Bo Li Large language models (LLMs) have garnered widespread attention due to their impressive performance across a range of applications. However, our understanding of the trustworthiness and risks of these models remains limited. The temptation to deploy proficient foundation models in sensitive domains like healthcare and finance, where errors carry significant consequences, underscores the need for rigorous safety evaluations, enhancement, and guarantees. Recognizing the urgent need for developing safe and beneficial AI, our recent research seeks to design a unified platform to evaluate the safety of LLMs from diverse perspectives such as toxicity, stereotype bias, adversarial robustness, OOD robustness, ethics, privacy, and fairness; enhance LLM safety through knowledge integration; and provide safety guardrail and certifications. In this talk, I will first outline our foundational principles for safety evaluation, detail our red teaming tactics, and share insights gleaned from applying our DecodingTrust platform to different models, such as proprietary and open-source models, as well as compressed models. Further, I will delve into our methods for enhancing model safety, such as hallucination mitigation. I will also explain how knowledge integration helps align models and prove that the RAG framework achieves provably lower conformal generation risks compared to vanilla LLMs. Finally, I will briefly discuss our robust guardrail framework for risk mitigation in practice.
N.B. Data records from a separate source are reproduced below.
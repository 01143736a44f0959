//! サイドバー（ページ切り替え）

use crate::state::Page;
use leptos::prelude::*;

#[component]
pub fn Sidebar(page: RwSignal<Page>) -> impl IntoView {
    let (collapsed, set_collapsed) = signal(false);

    view! {
        <aside class=move || if collapsed.get() { "sidebar collapsed" } else { "sidebar" }>
            <div class="sidebar-header">
                <Show when=move || !collapsed.get()>
                    <h1>"نظام الإشعارات"</h1>
                </Show>
                <button
                    class="sidebar-toggle"
                    on:click=move |_| set_collapsed.update(|c| *c = !*c)
                >
                    {move || if collapsed.get() { "☰" } else { "✕" }}
                </button>
            </div>

            <nav class="sidebar-nav">
                {Page::ALL
                    .into_iter()
                    .map(|item| {
                        view! {
                            <button
                                class="sidebar-item"
                                class:active=move || page.get() == item
                                title=item.label()
                                on:click=move |_| page.set(item)
                            >
                                <span class="sidebar-icon">{item.icon()}</span>
                                <Show when=move || !collapsed.get()>
                                    <span>{item.label()}</span>
                                </Show>
                            </button>
                        }
                    })
                    .collect_view()}
            </nav>
        </aside>
    }
}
Artificial Social Intelligence? On the challenges of Socially Aware and Ethically informed LLMs

Maarten Sap Modern AI systems such as LLMs are pervasive and helpful, but do they really have the social intelligence to seamlessly and safely engage in interactions with humans? In this talk, I will delve into the limits of social intelligence of LLMs and how we can measure and anticipate their risks. First, I will introduce Sotopia, a new social simulation environment to evaluate the interaction abilities of LLMs as social AI agents, showing that even today’s most powerful models struggle to achieve social goals in interactions. Then, I will shift to how LLMs pose new ethical challenges in their interactions with users. Specifically, through their language modality and possible expressions of uncertainty, we show that LLMs tend to express overconfidence in their answers even when incorrect, which users tend to over-rely on. Finally, I will introduce ParticipAI, a new framework to anticipate future AI use cases and dilemmas. Through our framework, we show that lay users can help us anticipate the benefits and harms of allowing or not allowing an AI use case, paving the way for more democratic approaches to AI design, development, and governance. I will conclude with some thoughts on future directions towards socially aware and ethically informed AI.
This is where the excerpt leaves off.